◆ Records for this task:
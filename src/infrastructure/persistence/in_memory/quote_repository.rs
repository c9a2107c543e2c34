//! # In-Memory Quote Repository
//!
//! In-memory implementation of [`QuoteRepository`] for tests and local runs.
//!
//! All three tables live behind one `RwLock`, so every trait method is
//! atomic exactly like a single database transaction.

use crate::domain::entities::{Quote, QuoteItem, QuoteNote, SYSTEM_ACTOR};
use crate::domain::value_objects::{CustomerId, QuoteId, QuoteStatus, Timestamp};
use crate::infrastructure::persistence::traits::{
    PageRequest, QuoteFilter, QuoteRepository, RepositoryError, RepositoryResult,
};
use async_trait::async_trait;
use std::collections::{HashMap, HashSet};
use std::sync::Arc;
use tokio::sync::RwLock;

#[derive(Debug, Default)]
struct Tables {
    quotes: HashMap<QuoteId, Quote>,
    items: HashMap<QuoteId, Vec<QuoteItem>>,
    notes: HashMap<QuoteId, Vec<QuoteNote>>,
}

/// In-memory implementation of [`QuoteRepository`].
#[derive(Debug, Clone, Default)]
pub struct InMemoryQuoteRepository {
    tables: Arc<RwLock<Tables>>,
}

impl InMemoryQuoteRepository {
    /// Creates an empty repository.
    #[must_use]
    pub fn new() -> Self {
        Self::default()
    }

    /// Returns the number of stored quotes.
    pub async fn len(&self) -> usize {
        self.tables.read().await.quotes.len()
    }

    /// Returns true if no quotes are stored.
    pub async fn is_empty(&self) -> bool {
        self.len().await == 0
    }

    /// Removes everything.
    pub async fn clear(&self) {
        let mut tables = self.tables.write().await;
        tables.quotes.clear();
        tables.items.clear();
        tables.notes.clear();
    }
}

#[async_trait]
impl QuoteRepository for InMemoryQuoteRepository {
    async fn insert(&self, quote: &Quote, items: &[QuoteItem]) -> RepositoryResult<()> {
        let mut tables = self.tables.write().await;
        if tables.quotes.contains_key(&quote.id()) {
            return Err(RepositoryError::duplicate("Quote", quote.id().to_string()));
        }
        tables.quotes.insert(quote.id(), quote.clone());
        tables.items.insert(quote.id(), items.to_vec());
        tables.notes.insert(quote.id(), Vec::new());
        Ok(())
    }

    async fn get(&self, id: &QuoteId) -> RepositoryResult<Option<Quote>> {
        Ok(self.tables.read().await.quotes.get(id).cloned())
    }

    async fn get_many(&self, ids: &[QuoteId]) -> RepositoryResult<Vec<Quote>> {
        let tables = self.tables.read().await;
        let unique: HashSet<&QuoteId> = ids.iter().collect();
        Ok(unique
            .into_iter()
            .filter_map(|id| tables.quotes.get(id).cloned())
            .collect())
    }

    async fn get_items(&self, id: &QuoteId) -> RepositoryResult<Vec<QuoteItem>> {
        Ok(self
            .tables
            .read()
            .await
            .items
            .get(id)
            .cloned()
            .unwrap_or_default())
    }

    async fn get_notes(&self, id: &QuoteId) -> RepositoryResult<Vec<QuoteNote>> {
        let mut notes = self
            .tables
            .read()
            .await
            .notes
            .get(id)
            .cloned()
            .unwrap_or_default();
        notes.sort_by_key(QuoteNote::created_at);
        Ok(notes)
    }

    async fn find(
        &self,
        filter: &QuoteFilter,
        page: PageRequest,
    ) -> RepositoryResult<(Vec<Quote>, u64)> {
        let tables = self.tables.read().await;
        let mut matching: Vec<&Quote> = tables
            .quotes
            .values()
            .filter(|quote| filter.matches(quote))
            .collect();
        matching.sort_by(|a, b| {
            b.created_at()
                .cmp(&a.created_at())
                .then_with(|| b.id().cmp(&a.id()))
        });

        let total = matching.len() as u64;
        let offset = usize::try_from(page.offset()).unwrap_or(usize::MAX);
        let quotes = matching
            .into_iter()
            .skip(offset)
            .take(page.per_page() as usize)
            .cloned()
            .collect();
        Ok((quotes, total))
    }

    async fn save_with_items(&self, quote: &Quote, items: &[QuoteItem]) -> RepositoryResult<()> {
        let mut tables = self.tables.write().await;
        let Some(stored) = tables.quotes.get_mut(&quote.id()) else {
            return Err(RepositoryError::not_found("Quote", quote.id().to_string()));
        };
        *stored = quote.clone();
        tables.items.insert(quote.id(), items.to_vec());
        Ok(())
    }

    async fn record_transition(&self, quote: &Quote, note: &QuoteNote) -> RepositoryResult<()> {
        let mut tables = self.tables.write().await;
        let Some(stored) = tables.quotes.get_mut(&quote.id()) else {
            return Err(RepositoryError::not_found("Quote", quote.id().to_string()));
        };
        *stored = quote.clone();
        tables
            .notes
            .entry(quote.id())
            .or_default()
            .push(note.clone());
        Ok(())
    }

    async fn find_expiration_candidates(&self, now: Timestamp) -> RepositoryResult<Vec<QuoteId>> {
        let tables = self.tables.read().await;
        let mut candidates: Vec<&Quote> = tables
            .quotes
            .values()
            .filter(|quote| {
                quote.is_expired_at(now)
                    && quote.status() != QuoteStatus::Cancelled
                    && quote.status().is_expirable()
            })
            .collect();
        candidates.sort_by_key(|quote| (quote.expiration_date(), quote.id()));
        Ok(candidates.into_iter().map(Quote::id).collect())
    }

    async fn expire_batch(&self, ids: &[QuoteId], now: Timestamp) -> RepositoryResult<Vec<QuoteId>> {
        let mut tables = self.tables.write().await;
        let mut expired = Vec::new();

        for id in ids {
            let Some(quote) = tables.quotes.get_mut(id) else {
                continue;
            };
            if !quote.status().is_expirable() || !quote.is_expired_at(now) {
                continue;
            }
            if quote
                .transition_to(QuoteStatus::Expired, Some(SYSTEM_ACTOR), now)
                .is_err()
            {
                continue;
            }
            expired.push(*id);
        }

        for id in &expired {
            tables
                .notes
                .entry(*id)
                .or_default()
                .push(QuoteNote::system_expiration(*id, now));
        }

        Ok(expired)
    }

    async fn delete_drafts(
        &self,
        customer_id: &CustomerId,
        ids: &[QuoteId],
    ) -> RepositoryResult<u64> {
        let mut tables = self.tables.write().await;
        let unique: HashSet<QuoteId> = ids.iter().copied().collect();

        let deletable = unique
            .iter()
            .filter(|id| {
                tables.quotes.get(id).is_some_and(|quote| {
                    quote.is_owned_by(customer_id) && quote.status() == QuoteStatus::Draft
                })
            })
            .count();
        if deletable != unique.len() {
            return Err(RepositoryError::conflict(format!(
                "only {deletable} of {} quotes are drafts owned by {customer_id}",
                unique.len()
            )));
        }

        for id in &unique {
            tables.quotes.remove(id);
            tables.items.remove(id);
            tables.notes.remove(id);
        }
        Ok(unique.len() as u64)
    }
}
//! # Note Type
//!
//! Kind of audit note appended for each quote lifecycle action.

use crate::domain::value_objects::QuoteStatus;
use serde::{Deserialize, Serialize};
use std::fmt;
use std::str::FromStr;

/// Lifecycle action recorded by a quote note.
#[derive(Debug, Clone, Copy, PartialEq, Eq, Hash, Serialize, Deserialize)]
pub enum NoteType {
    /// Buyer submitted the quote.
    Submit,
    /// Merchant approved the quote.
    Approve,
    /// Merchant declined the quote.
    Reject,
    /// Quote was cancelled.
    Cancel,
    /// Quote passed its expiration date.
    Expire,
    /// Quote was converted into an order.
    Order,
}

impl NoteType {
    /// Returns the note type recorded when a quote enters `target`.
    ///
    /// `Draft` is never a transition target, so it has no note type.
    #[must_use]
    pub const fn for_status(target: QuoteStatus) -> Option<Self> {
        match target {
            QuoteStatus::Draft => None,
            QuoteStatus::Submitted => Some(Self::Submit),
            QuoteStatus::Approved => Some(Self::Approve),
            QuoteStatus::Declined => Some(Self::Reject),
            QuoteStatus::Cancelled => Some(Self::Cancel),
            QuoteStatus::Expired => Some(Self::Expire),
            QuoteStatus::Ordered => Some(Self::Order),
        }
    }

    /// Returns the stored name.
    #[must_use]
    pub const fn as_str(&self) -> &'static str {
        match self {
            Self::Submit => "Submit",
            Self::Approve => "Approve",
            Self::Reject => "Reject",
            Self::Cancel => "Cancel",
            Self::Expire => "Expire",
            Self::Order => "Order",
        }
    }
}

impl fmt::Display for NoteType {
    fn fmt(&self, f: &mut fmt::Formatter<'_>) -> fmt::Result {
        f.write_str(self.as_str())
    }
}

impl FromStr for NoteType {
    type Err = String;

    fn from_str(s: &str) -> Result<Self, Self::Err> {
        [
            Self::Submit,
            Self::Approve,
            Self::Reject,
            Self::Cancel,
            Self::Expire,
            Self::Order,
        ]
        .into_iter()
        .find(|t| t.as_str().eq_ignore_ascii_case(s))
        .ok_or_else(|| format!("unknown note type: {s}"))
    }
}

◆ What you need to do: There is a run of lines above from the one with "#[async_trait]" to the one with "async fn get_items(&self, id: &QuoteId)"; print exactly that run, both ends included, and nothing else.

◆ Solution:
#[async_trait]
impl QuoteRepository for InMemoryQuoteRepository {
    async fn insert(&self, quote: &Quote, items: &[QuoteItem]) -> RepositoryResult<()> {
        let mut tables = self.tables.write().await;
        if tables.quotes.contains_key(&quote.id()) {
            return Err(RepositoryError::duplicate("Quote", quote.id().to_string()));
        }
        tables.quotes.insert(quote.id(), quote.clone());
        tables.items.insert(quote.id(), items.to_vec());
        tables.notes.insert(quote.id(), Vec::new());
        Ok(())
    }

    async fn get(&self, id: &QuoteId) -> RepositoryResult<Option<Quote>> {
        Ok(self.tables.read().await.quotes.get(id).cloned())
    }

    async fn get_many(&self, ids: &[QuoteId]) -> RepositoryResult<Vec<Quote>> {
        let tables = self.tables.read().await;
        let unique: HashSet<&QuoteId> = ids.iter().collect();
        Ok(unique
            .into_iter()
            .filter_map(|id| tables.quotes.get(id).cloned())
            .collect())
    }

    async fn get_items(&self, id: &QuoteId) -> RepositoryResult<Vec<QuoteItem>> {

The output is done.